Eviction diversion programs seek to intervene in eviction cases, offer tenants resources, and divert cases away from trial or a forcible move-out. According to a report by the American Bar Association and Harvard Law School’s Dispute Systems Design Clinic, the best way to avoid eviction is to connect tenants with a holistic set of services, a combination of rental or cash assistance, access to legal representation, quality mediation and self-help resources for those without legal representation. Many of these services can be delivered by justice workers, non-lawyers who are skilled in navigating the legal system and can connect litigants with targeted resources and support. Eviction diversion programs are generally most successful when they intervene before a landlord takes legal action against a tenant. Such programs often result in a payment plan for back rent, a tenant-landlord agreement to continue their relationship or a voluntary move-out plan that connects the tenant to alternate housing – all without the involvement of law enforcement.

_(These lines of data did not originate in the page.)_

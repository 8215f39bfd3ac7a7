use std::net::SocketAddr;

use axum::http::{header, HeaderValue, Method};
use tower_http::cors::{AllowOrigin, Any, CorsLayer};
use tracing::{error, info, warn};

use gesco_api::routes;
use gesco_api::state::AppState;
use gesco_infrastructure::database::connection;
use gesco_shared::config::Settings;

#[tokio::main]
async fn main() -> anyhow::Result<()> {
    // Load .env
    dotenvy::dotenv().ok();

    // Load configuration
    let settings = match Settings::load() {
        Ok(s) => s,
        Err(e) => {
            eprintln!("Failed to load configuration: {e}");
            std::process::exit(1);
        }
    };

    // Initialize telemetry (guard kept for the process lifetime)
    let _guard = gesco_shared::telemetry::init_telemetry(
        &settings.log_level,
        &settings.log_format,
        settings.log_file.as_deref(),
    );

    info!("Gesco server starting...");

    // Connect to database and apply migrations
    let pool = connection::create_pool(
        &settings.database_url,
        settings.database_pool_size,
        settings.database_max_overflow,
    )
    .await?;
    sqlx::migrate!("../../migrations").run(&pool).await?;
    info!("Database connection established.");

    let cors = build_cors(&settings);
    let host: std::net::IpAddr = settings.host.parse()?;
    let addr = SocketAddr::from((host, settings.port));

    let state = AppState::new(pool, settings)?;
    let app = routes::app(state).layer(cors);

    info!("Listening on {addr}");
    let listener = tokio::net::TcpListener::bind(addr).await?;
    axum::serve(
        listener,
        app.into_make_service_with_connect_info::<SocketAddr>(),
    )
    .await?;

    Ok(())
}

fn build_cors(settings: &Settings) -> CorsLayer {
    let origins = settings.cors_origins_list();
    if origins == ["*"] {
        // Wildcard : pas de credentials possibles avec tower-http.
        if settings.cors_allow_credentials {
            warn!("CORS_ORIGINS='*' désactive l'envoi des credentials");
        }
        return CorsLayer::new()
            .allow_origin(Any)
            .allow_methods(Any)
            .allow_headers(Any);
    }
    let parsed: Vec<HeaderValue> = origins
        .iter()
        .filter_map(|o| match o.parse::<HeaderValue>() {
            Ok(v) => Some(v),
            Err(_) => {
                error!("origine CORS invalide ignorée : {o}");
                None
            }
        })
        .collect();
    let layer = CorsLayer::new()
        .allow_origin(AllowOrigin::list(parsed))
        .allow_methods([
            Method::GET,
            Method::POST,
            Method::PATCH,
            Method::PUT,
            Method::DELETE,
            Method::OPTIONS,
        ])
        .allow_headers([header::CONTENT_TYPE, header::AUTHORIZATION]);
    if settings.cors_allow_credentials {
        layer.allow_credentials(true)
    } else {
        layer
    }
}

A community in Sarasota county, Florida, took several recent incidents of eviction-related violence as a call to employ some of these practices. After a deadly shooting, the sheriff’s department partnered with the local United Way chapter to build a program that connects tenants with the potentially life-saving support of case managers, mediators and legal aid attorneys. If the program cannot negotiate an outcome for the tenant with these resources, the United Way helps them move to a temporary housing solution, while working toward a permanent plan. Interventions such as these slow down the otherwise near-automatic process of removing a tenant and supports them in ways that can help them avoid homelessness, prolonged poverty and even death.
Unfortunately, initiatives such as these are few and far between. Rather than receiving support, tenants often face heavily armed officers at the moment of being removed from their homes. The violence eviction inflicts is not just economic or symbolic: when tenants are removed from their homes, people are harmed, and some die. Their tragic stories are under-reported; with investment in eviction prevention, they need not be inevitable.